For all I know, the term “hermeneutics” appears nowhere in Nancy Cartwright’s books and articles. Any attempt to appreciate hermeneutic moments in her work therefore requires special justification.1

Even though there is by now a long tradition of studies and reflections on the hermeneutics of science, it has not been able to dispel serious reservations about the transfer of a textual, if not literary mode of analysis to the domain of science and nature. First, even though it has been acknowledged that in scientific experience we do not encounter things in themselves but something that is structured by conceptual, instrumental, and sensory modalities, reality is not therefore inert and fabricated like a text. Second, the hermeneutic process is said to consist in the integration of a text within a horizon of meaning, and as this integration is never seamless it requires adjustments such that the reader of the text emerges as a different person (Gadamer 1975; Ricoeur 1981). This presupposes an individualistic conception that is hardly suitable for the collective work of science. Third, though one can say that scientific data require interpretation, this kind of “interpretation” is surely much more constrained than, say, the interpretation of a literary work.2 Fourth, while in the paradigmatic case of literature hermeneutics generally refers to the relation between reader and text, the hermeneutics of science follows Kuhn in that it is less interested in the reader of a scientific text and rather more in the scientific community as a community of interpreters that reads nature in a certain way. The hermeneutics of science thus appears stuck between a rock and a hard place: It needs to either consider nature as a text and encounter the first objection above, or it must account for the curious fact that scientific texts defy hermeneutics in that they do not require exegesis but disclose themselves immediately.

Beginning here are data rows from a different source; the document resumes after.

use serde::Deserialize;

use crate::{error::StationError, model::WeatherReading};

/// Raw Open-Meteo forecast payload, reduced to the fields we consume.
///
/// Everything else the endpoint returns is ignored at deserialization time.
#[derive(Debug, Clone, Deserialize)]
pub struct ForecastPayload {
    pub current_weather: Option<CurrentWeather>,
}

/// The nested `current_weather` block of the forecast payload.
#[derive(Debug, Clone, Deserialize)]
pub struct CurrentWeather {
    pub temperature: f64,
    pub windspeed: f64,

    /// Upstream observation time, ISO 8601 without offset. Only logged.
    #[serde(default)]
    pub time: Option<String>,
}

/// Flatten one upstream payload into the canonical [`WeatherReading`].
///
/// `requested_city` is echoed back verbatim; the forecast payload carries
/// no usable place name of its own. Values are copied with no unit
/// conversion or rounding.
pub fn normalize(
    payload: &ForecastPayload,
    requested_city: &str,
) -> Result<WeatherReading, StationError> {
    let current = payload
        .current_weather
        .as_ref()
        .ok_or_else(|| StationError::Schema {
            endpoint: "forecast",
            detail: "missing 'current_weather' block".to_string(),
        })?;

    Ok(WeatherReading {
        city: requested_city.to_owned(),
        temperature_c: current.temperature,
        wind_speed_mps: current.windspeed,
    })
}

Indeed, it is a hallmark of membership in a scientific community that the texts of one’s peers can be taken literally and are rarely subject to interpretation. Science and nature and scientific texts and their readers have thus appeared to be the moving targets of hermeneutic equivocation. Fifth and finally, the hermeneutic process is said to lead into a hermeneutic circle according to which there is no outside to the activity of interpretation. Bas van Fraassen elaborated how the scientific enterprise moves within such a hermeneutic

circle: Because the empirical content of a theory is specified by the theory itself, theories can only save their phenomena and have no further-reaching claim to truth (van Fraassen 1980: 56-9; see Cartwright 1983: 88). Nancy Cartwright’s work, however, is an attempt to meet van Fraassen’s challenge and to show a way out of the circle at least for causal explanations.